Research so far has involved obtaining and studying placental cell lines. However, these cells do not fuse spontaneously to form the type of structure that is characteristic of the human placenta.
Another strategy has been to isolate cells called primary human trophoblasts from the placenta after childbirth, but such cells are hard to obtain, and they do not divide.
They are also more difficult to manipulate genetically, and this hinders progress in learning about biochemical pathways that have a role in placental function.
Researchers – led by Carolyn Coyne, PhD, associate professor of microbiology and molecular genetics at the Pitt School of Medicine at the University of Pittsburgh in Pennsylvania, and a member of the Magee Women’s Research Institute (MWRI), also in Pittsburgh – have now devised a cell-based model that could shed new light on how the placenta works.
- Placental problems are more likely in mothers aged over 40 years
- The placenta is normally delivered around 5 minutes after the birth
- Substances that cross the placental barrier include alcohol, caffeine, cocaine and tobacco.
Coyne’s team cultured a human placental trophoblast cell line using a microgravity bioreactor system that was developed by the National Aeronautics and Space Administration (NASA).
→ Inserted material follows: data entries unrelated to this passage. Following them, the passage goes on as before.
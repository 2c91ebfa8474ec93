//! Source code pane rendering with syntax highlighting
//!
//! Shows the program with the current frame's line highlighted, a gutter
//! for breakpoints and folds, and the editing cursor used to toggle them.
//! Highlighting is a character tokenizer shared by both languages.

use super::utils::border_style;
use crate::interpreter::Language;
use crate::ui::theme::DEFAULT_THEME;
use ratatui::{
    layout::Rect,
    style::{Color, Modifier, Style},
    text::{Line, Span},
    widgets::{Block, Borders, Paragraph},
    Frame,
};
use std::collections::BTreeSet;

fn is_keyword(language: Language, word: &str) -> bool {
    match language {
        Language::JikiScript => matches!(
            word,
            "set" | "to" | "change" | "log" | "if" | "else" | "repeat" | "times" | "do" | "end"
                | "function" | "with" | "return" | "for" | "each" | "in" | "indexed" | "by"
                | "while" | "and" | "or" | "not" | "is" | "equals" | "break" | "continue"
                | "next" | "repeat_until_game_over"
        ),
        Language::JavaScript => matches!(
            word,
            "let" | "const" | "function" | "return" | "if" | "else" | "for" | "of" | "while"
                | "break" | "continue"
        ),
    }
}

/// Simple syntax highlighting for either front-end
fn highlight_source_code(line: &str, language: Language) -> Line<'_> {
    let mut spans = Vec::new();
    let mut current_word = String::new();

    let chars: Vec<(usize, char)> = line.char_indices().collect();
    let mut i = 0;

    while i < chars.len() {
        let (at, c) = chars[i];

        if c == '/' && chars.get(i + 1).is_some_and(|(_, next)| *next == '/') {
            if !current_word.is_empty() {
                spans.push(Span::raw(std::mem::take(&mut current_word)));
            }
            spans.push(Span::styled(
                &line[at..],
                Style::default().fg(DEFAULT_THEME.comment),
            ));
            break;
        }

        if c == '"' {
            if !current_word.is_empty() {
                spans.push(Span::raw(std::mem::take(&mut current_word)));
            }
            let mut end = i + 1;
            while end < chars.len() && chars[end].1 != '"' {
                end += if chars[end].1 == '\\' { 2 } else { 1 };
            }
            let stop = chars.get(end + 1).map_or(line.len(), |(byte, _)| *byte);
            spans.push(Span::styled(
                &line[at..stop.min(line.len())],
                Style::default().fg(DEFAULT_THEME.string),
            ));
            i = end + 1;
            continue;
        }

        if !c.is_alphanumeric() && c != '_' {
            if !current_word.is_empty() {
                let style = word_style(&current_word, c == '(', language);
                spans.push(Span::styled(std::mem::take(&mut current_word), style));
            }
            let style = match c {
                '{' | '}' | '(' | ')' | '[' | ']' => Style::default().fg(DEFAULT_THEME.primary),
                _ => Style::default().fg(DEFAULT_THEME.fg),
            };
            spans.push(Span::styled(c.to_string(), style));
            i += 1;
            continue;
        }

        current_word.push(c);
        i += 1;
    }

    if !current_word.is_empty() {
        let style = word_style(&current_word, false, language);
        spans.push(Span::styled(current_word, style));
    }

    Line::from(spans)
}

fn word_style(word: &str, is_call: bool, language: Language) -> Style {
    if is_keyword(language, word) {
        Style::default()
            .fg(DEFAULT_THEME.keyword)
            .add_modifier(Modifier::BOLD)
    } else if matches!(word, "true" | "false" | "null" | "undefined") || word.parse::<f64>().is_ok()
    {
        Style::default().fg(DEFAULT_THEME.number)
    } else if is_call {
        Style::default().fg(DEFAULT_THEME.function)
    } else {
        Style::default().fg(DEFAULT_THEME.fg)
    }
}

/// Scroll state for the source pane
pub struct SourceScrollState {
    pub offset: usize,
    /// Visual row the highlighted line is pinned to while stepping.
    pub target_line_row: Option<usize>,
}

/// Data needed to render the source pane
pub struct SourceRenderData<'a> {
    pub source: &'a str,
    pub language: Language,
    /// 1-based; 0 when no frame is selected.
    pub highlighted_line: usize,
    pub cursor_line: usize,
    pub is_error: bool,
    pub breakpoints: &'a BTreeSet<usize>,
    pub folded_lines: &'a BTreeSet<usize>,
}

/// Render the source code pane
pub fn render_source_pane(
    frame: &mut Frame,
    area: Rect,
    data: SourceRenderData,
    is_focused: bool,
    scroll_state: &mut SourceScrollState,
) {
    let block = Block::default()
        .title(format!(" Source ({}) ", data.language))
        .borders(Borders::ALL)
        .border_style(border_style(is_focused));

    let lines: Vec<&str> = data.source.lines().collect();
    let total_lines = lines.len();
    let visible_height = area.height.saturating_sub(2).max(1) as usize;

    let target_row = scroll_state
        .target_line_row
        .unwrap_or(visible_height / 2)
        .min(visible_height.saturating_sub(1));
    scroll_state.target_line_row = Some(target_row);

    // Follow the cursor when focused, the running line otherwise
    let anchor = if is_focused {
        data.cursor_line
    } else {
        data.highlighted_line
    };
    if anchor > 0 && anchor <= total_lines {
        scroll_state.offset = (anchor - 1).saturating_sub(target_row);
        if total_lines > visible_height {
            scroll_state.offset = scroll_state.offset.min(total_lines - visible_height);
        } else {
            scroll_state.offset = 0;
        }
    }

    let visible_lines: Vec<Line> = lines
        .iter()
        .enumerate()
        .skip(scroll_state.offset)
        .take(visible_height)
        .map(|(idx, line)| {
            let line_num = idx + 1;
            let is_current = line_num == data.highlighted_line;
            let is_folded = data.folded_lines.contains(&line_num);

            let marker = if data.breakpoints.contains(&line_num) {
                Span::styled("●", Style::default().fg(DEFAULT_THEME.breakpoint))
            } else if is_folded {
                Span::styled("▸", Style::default().fg(DEFAULT_THEME.comment))
            } else {
                Span::raw(" ")
            };

            let mut num_style = if is_current {
                Style::default()
                    .fg(DEFAULT_THEME.secondary)
                    .add_modifier(Modifier::BOLD)
            } else {
                Style::default().fg(DEFAULT_THEME.comment)
            };
            if is_focused && line_num == data.cursor_line {
                num_style = num_style.add_modifier(Modifier::REVERSED);
            }

            let mut content = highlight_source_code(line, data.language);
            if is_folded {
                for span in &mut content.spans {
                    span.style = Style::default().fg(DEFAULT_THEME.folded);
                }
            } else if is_current && data.is_error {
                let error_style = Style::default()
                    .bg(DEFAULT_THEME.error)
                    .fg(Color::White)
                    .add_modifier(Modifier::BOLD);
                for span in &mut content.spans {
                    span.style = error_style;
                }
            } else if is_current {
                let current_style = Style::default().bg(DEFAULT_THEME.current_line_bg);
                for span in &mut content.spans {
                    span.style = span.style.patch(current_style);
                }
            }

            let mut spans = vec![marker, Span::styled(format!("{:4} ", line_num), num_style)];
            spans.extend(content.spans);
            Line::from(spans)
        })
        .collect();

    frame.render_widget(Paragraph::new(visible_lines).block(block), area);
}

#[cfg(test)]
mod tests {
    use super::*;

    fn texts(line: &Line) -> Vec<String> {
        line.spans.iter().map(|span| span.content.to_string()).collect()
    }

    #[test]
    fn test_strings_and_comments_are_single_spans() {
        let line = highlight_source_code("log \"a b\" // note", Language::JikiScript);
        let texts = texts(&line);
        assert_eq!(texts[0], "log");
        assert!(texts.contains(&"\"a b\"".to_string()));
        assert_eq!(texts.last().map(String::as_str), Some("// note"));
    }

    #[test]
    fn test_keywords_depend_on_language() {
        let bold = |line: &Line| line.spans[0].style.add_modifier.contains(Modifier::BOLD);
        assert!(bold(&highlight_source_code("let x", Language::JavaScript)));
        assert!(!bold(&highlight_source_code("let x", Language::JikiScript)));
    }
}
These trophoblasts were added to small dextran beads with blood vessel cells and spun in a container filled with cell culture fluid.
The resulting shear stress and rotational forces created an environment similar to that found at the maternal-fetal interface, achieving something that static cell-culture systems had not been able to do. The cells fused to form syncytiotrophoblasts that resembled the primary cells that line the outermost layer of the human placental tissue.
Next, the researchers tested the functional properties of the model.
They exposed the model to a virus and to Toxoplasma gondii, a parasite found in cat feces. T. gondii is known to cause fetal infection, resulting in miscarriage, congenital disease and/or disability.
The syncytiotrophoblasts successfully resisted infection by the virus and by three different strains of the parasite, having formed a barrier in the same way as naturally occurring cells do.
In future, the authors hope that experimentation with the model will help to uncover which biological factors would allow an infectious agent to pass through the placental barrier to the unborn child.
It could facilitate the development of strategies for preventing damage to the fetus from the so-called TORCH infections: toxoplasmosis, rubella, cytomegalovirus, herpes and HIV.
Tests on the effects of the Zika virus and other pathogens linked to congenital disease have already begun.
Coyne remarks:
“The human placenta is unique and unlike that of other many other placental mammals. With our new model in the research toolkit, we and other scientists hope to advance our knowledge of the placenta, examine its function and learn how it can prevent most, but not all, maternal infections from causing problems for the baby.
Medical News Today recently reported that the Zika virus crossed the placenta in at least two cases of children born with microcephaly in Brazil.